在两项为期30周的安慰剂对照试验中,以磺脲类药物(SU)或SU加二甲双胍(MET)作为背景治疗,艾塞那肽治疗可降低2型糖尿病患者的糖化血红蛋白(HbA₁c)水平和体重。本分析旨在研究在这些早期30周试验中的参与者接受82周艾塞那肽治疗的效果。
汇总两项将艾塞那肽添加到SU或SU加MET中的关键试验的数据。两项为期30周、安慰剂对照的试验,分别给予5微克或10微克艾塞那肽每日两次,随后进行为期52周的开放标签、非对照延长期研究,所有参与者均接受10微克艾塞那肽每日两次,并继续之前的口服治疗。本次中期分析纳入了222例完成82周艾塞那肽治疗的患者的数据(男性占61%,年龄57±10岁,体重99±21千克,体重指数34±6千克/米²,HbA₁c 8.4±1.0% [均值±标准差])。

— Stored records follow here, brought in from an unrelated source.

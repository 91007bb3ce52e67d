//! Documentation crawl orchestration
//!
//! This module contains the main crawl loop that coordinates all aspects of
//! a documentation crawl, including:
//! - Applying the per-seed freshness policy
//! - Driving the frontier through fetch, link discovery and extraction
//! - Tripping the consecutive-failure breaker
//! - Persisting documents, the reduced index and crawl stats

use crate::config::{Config, CrawlerConfig};
use crate::crawler::extract::extract_document;
use crate::crawler::fetcher::{build_http_client, fetch_url, FetchResult};
use crate::crawler::links::discover_links;
use crate::crawler::session::CrawlSession;
use crate::state::CrawlState;
use crate::storage::Storage;
use crate::types::{CrawlStats, DocIndexEntry, Document};
use crate::url::{normalize_http_url, ScopePolicy};
use crate::HarvestError;
use chrono::{DateTime, Duration as ChronoDuration, Utc};
use reqwest::Client;
use scraper::Html;
use std::collections::{BTreeMap, HashSet};
use std::time::Duration;
use url::Url;

/// A configured site: its normalized seed and link scope
#[derive(Debug, Clone)]
struct CrawlSite {
    seed: Url,
    policy: ScopePolicy,
}

/// Outcome of one [`DocCrawler::run`]
#[derive(Debug, Clone)]
pub struct CrawlReport {
    /// Final state of the run
    pub state: CrawlState,

    /// Documents extracted in this run
    pub documents: usize,

    /// Documents persisted, including ones carried over from skipped seeds
    pub documents_persisted: usize,

    /// Pages fetched (successfully or not)
    pub urls_crawled: usize,

    /// Every URL visited, in visit order
    pub visited: Vec<String>,

    /// Seeds skipped by the freshness policy
    pub skipped_seeds: Vec<String>,

    pub failures: usize,

    /// False when every seed was fresh and nothing was written
    pub persisted: bool,
}

/// Single-domain documentation crawler
pub struct DocCrawler<S: Storage> {
    crawler: CrawlerConfig,
    sites: Vec<CrawlSite>,
    storage: S,
    client: Client,
}

impl<S: Storage> DocCrawler<S> {
    /// Creates a new crawler
    ///
    /// # Arguments
    ///
    /// * `config` - The loaded configuration; every `[[site]]` becomes a seed
    /// * `storage` - Destination for the documentation corpus
    ///
    /// # Returns
    ///
    /// * `Ok(DocCrawler)` - Ready to run
    /// * `Err(HarvestError)` - A seed was invalid or the HTTP client failed to build
    pub fn new(config: &Config, storage: S) -> Result<Self, HarvestError> {
        let sites = config
            .sites
            .iter()
            .map(|site| -> Result<CrawlSite, HarvestError> {
                Ok(CrawlSite {
                    seed: normalize_http_url(&site.seed)?,
                    policy: ScopePolicy::from_site(site)?,
                })
            })
            .collect::<Result<Vec<_>, HarvestError>>()?;

        let client = build_http_client(&config.user_agent, &config.crawler)?;

        Ok(Self {
            crawler: config.crawler.clone(),
            sites,
            storage,
            client,
        })
    }

    pub fn storage(&self) -> &S {
        &self.storage
    }

    pub fn into_storage(self) -> S {
        self.storage
    }

    /// Runs one crawl
    ///
    /// Seeds crawled within `freshness-days` are skipped unless `force` is set.
    /// When every seed is skipped nothing is fetched or written.
    ///
    /// # Arguments
    ///
    /// * `force` - Ignore the freshness policy
    ///
    /// # Returns
    ///
    /// * `Ok(CrawlReport)` - The run finished (done or aborted) and results were persisted
    /// * `Err(HarvestError)` - Persisting the corpus failed
    pub async fn run(&mut self, force: bool) -> Result<CrawlReport, HarvestError> {
        let previous = self.previous_stats();
        let started_at = Utc::now();

        let (due, skipped) = self.partition_seeds(previous.as_ref(), force, started_at);
        let skipped_seeds: Vec<String> = skipped.iter().map(|s| s.seed.to_string()).collect();

        let mut session = CrawlSession::new(self.crawler.max_pages, self.crawler.max_consecutive_failures);

        if due.is_empty() {
            tracing::info!(
                "All {} seeds crawled within {} days, skipping crawl",
                skipped.len(),
                self.crawler.freshness_days
            );
            session.transition(CrawlState::Done)?;
            return Ok(CrawlReport {
                state: session.state(),
                documents: 0,
                documents_persisted: 0,
                urls_crawled: 0,
                visited: Vec::new(),
                skipped_seeds,
                failures: 0,
                persisted: false,
            });
        }

        for site in &skipped {
            tracing::info!("Skipping fresh seed {}", site.seed);
        }

        session.transition(CrawlState::Running)?;
        for site in &due {
            session.enqueue(site.seed.clone());
        }

        self.crawl_frontier(&mut session).await?;

        if session.state() == CrawlState::Running {
            session.transition(CrawlState::Done)?;
        }

        let state = session.state();
        let failures = session.failures();
        let urls_crawled = session.pages_fetched();
        let (mut documents, visited) = session.into_parts();
        let extracted = documents.len();

        if !skipped.is_empty() {
            let carried = self.carry_forward(&skipped, &visited, &documents);
            tracing::info!("Carrying forward {} documents from fresh seeds", carried.len());
            documents.extend(carried);
        }

        let stats = build_stats(
            &documents,
            urls_crawled,
            &due,
            &skipped,
            previous.as_ref(),
            started_at,
            state,
            failures,
        );
        self.persist(&documents, &stats)?;

        tracing::info!(
            "Crawl {}: {} documents from {} pages ({} failures)",
            state,
            extracted,
            urls_crawled,
            failures
        );

        Ok(CrawlReport {
            state,
            documents: extracted,
            documents_persisted: documents.len(),
            urls_crawled,
            visited,
            skipped_seeds,
            failures,
            persisted: true,
        })
    }

    /// Processes the frontier until it drains, the page ceiling is reached or
    /// the breaker trips
    async fn crawl_frontier(&self, session: &mut CrawlSession) -> Result<(), HarvestError> {
        let delay = Duration::from_millis(self.crawler.delay_ms);
        let policies: Vec<ScopePolicy> = self.sites.iter().map(|s| s.policy.clone()).collect();

        loop {
            if session.at_page_ceiling() {
                tracing::info!("Reached page ceiling of {}", self.crawler.max_pages);
                break;
            }

            let Some(url) = session.next_url() else {
                tracing::info!("Frontier is empty, crawl complete");
                break;
            };

            session.mark_visited(&url);
            tracing::debug!("Fetching {}", url);

            match fetch_url(&self.client, url.as_str()).await {
                FetchResult::Success {
                    final_url, body, ..
                } => {
                    session.record_success();

                    let base = Url::parse(&final_url).unwrap_or_else(|_| url.clone());
                    let (document, links) = process_page(&body, &url, &base, &policies);

                    let mut discovered = 0;
                    for link in links {
                        if session.enqueue(link) {
                            discovered += 1;
                        }
                    }
                    tracing::debug!("{}: {} new links", url, discovered);

                    match document {
                        Some(document) => session.push_document(document),
                        None => tracing::debug!("{}: no content extracted", url),
                    }
                }

                FetchResult::ContentMismatch { content_type } => {
                    session.record_success();
                    tracing::debug!("{}: skipping non-HTML content ({})", url, content_type);
                }

                failure @ (FetchResult::HttpError { .. } | FetchResult::NetworkError { .. }) => {
                    tracing::warn!("Failed to fetch {}: {:?}", url, failure);
                    if session.record_failure() {
                        tracing::error!(
                            "Aborting crawl after {} consecutive failures",
                            self.crawler.max_consecutive_failures
                        );
                        session.transition(CrawlState::Aborted)?;
                        break;
                    }
                }
            }

            if session.pages_fetched() % 10 == 0 {
                tracing::info!(
                    "Progress: {} pages fetched, {} in frontier, {} documents",
                    session.pages_fetched(),
                    session.frontier_len(),
                    session.documents().len()
                );
            }

            if session.frontier_len() > 0 && !delay.is_zero() {
                tokio::time::sleep(delay).await;
            }
        }

        Ok(())
    }

    /// Loads the previous crawl stats; an unreadable record counts as none
    fn previous_stats(&self) -> Option<CrawlStats> {
        match self.storage.load_crawl_stats() {
            Ok(stats) => stats,
            Err(e) => {
                tracing::warn!("Ignoring unreadable crawl stats: {}", e);
                None
            }
        }
    }

    /// Splits sites into those due for a crawl and those still fresh
    fn partition_seeds(
        &self,
        previous: Option<&CrawlStats>,
        force: bool,
        now: DateTime<Utc>,
    ) -> (Vec<CrawlSite>, Vec<CrawlSite>) {
        let window = ChronoDuration::days(self.crawler.freshness_days);

        self.sites.iter().cloned().partition(|site| {
            if force {
                return true;
            }
            match previous.and_then(|stats| stats.last_crawled(site.seed.as_str())) {
                Some(last) => now.signed_duration_since(last) >= window,
                None => true,
            }
        })
    }

    /// Previous documents belonging to skipped seeds that this run did not revisit
    fn carry_forward(
        &self,
        skipped: &[CrawlSite],
        visited: &[String],
        fresh: &[Document],
    ) -> Vec<Document> {
        let previous = match self.storage.load_documents() {
            Ok(documents) => documents,
            Err(e) if e.is_not_found() => return Vec::new(),
            Err(e) => {
                tracing::warn!("Cannot carry forward previous documents: {}", e);
                return Vec::new();
            }
        };

        let mut taken: HashSet<&str> = visited.iter().map(String::as_str).collect();
        taken.extend(fresh.iter().map(|d| d.url.as_str()));

        previous
            .into_iter()
            .filter(|doc| !taken.contains(doc.url.as_str()))
            .filter(|doc| {
                Url::parse(&doc.url)
                    .map(|url| skipped.iter().any(|site| site.policy.contains(&url)))
                    .unwrap_or(false)
            })
            .collect()
    }

    fn persist(&mut self, documents: &[Document], stats: &CrawlStats) -> Result<(), HarvestError> {
        let index: Vec<DocIndexEntry> = documents.iter().map(DocIndexEntry::from).collect();

        self.storage.save_documents(documents)?;
        self.storage.save_doc_index(&index)?;
        self.storage.save_crawl_stats(stats)?;

        tracing::info!("Saved {} documents", documents.len());
        Ok(())
    }
}

/// Parses a fetched page once, discovering links and extracting the document
///
/// Kept synchronous: the parsed tree is not `Send` and must not live across an
/// await point.
fn process_page(
    body: &str,
    url: &Url,
    base: &Url,
    policies: &[ScopePolicy],
) -> (Option<Document>, Vec<Url>) {
    let html = Html::parse_document(body);
    let links = discover_links(&html, base, policies);
    let document = extract_document(&html, url);
    (document, links)
}

#[allow(clippy::too_many_arguments)]
fn build_stats(
    documents: &[Document],
    urls_crawled: usize,
    due: &[CrawlSite],
    skipped: &[CrawlSite],
    previous: Option<&CrawlStats>,
    crawl_date: DateTime<Utc>,
    state: CrawlState,
    failures: usize,
) -> CrawlStats {
    let mut seed_crawled_at = BTreeMap::new();
    for site in skipped {
        let seed = site.seed.to_string();
        if let Some(last) = previous.and_then(|stats| stats.last_crawled(&seed)) {
            seed_crawled_at.insert(seed, last);
        }
    }
    for site in due {
        seed_crawled_at.insert(site.seed.to_string(), crawl_date);
    }

    CrawlStats {
        total_docs: documents.len(),
        total_code_examples: documents.iter().map(|d| d.code_examples.len()).sum(),
        urls_crawled,
        base_urls: due
            .iter()
            .chain(skipped.iter())
            .map(|site| site.seed.to_string())
            .collect(),
        crawl_date,
        final_state: state.to_string(),
        failures,
        seed_crawled_at,
    }
}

从基线到第30周HbA₁c的降低幅度(5微克每日两次组为-0.8±0.1%,10微克每日两次组为-1.0±0.1% [均值±标准误])在第82周时仍持续存在(-1.0±0.1%)。在207例基线HbA₁c>7%的患者中,44%在第82周时HbA₁c≤7%。从基线到第30周的体重减轻幅度(5微克每日两次组为-1.4±0.3千克,10微克每日两次组为-2.1±0.3千克)在第82周时逐渐增加(-4.0±0.3千克)。最常见的不良事件是恶心和低血糖,两者强度一般为轻度至中度。
在最大有效剂量的SU或SU加MET基础上加用艾塞那肽,可使HbA₁c持续降低,并在1年半的时间里使体重逐渐减轻。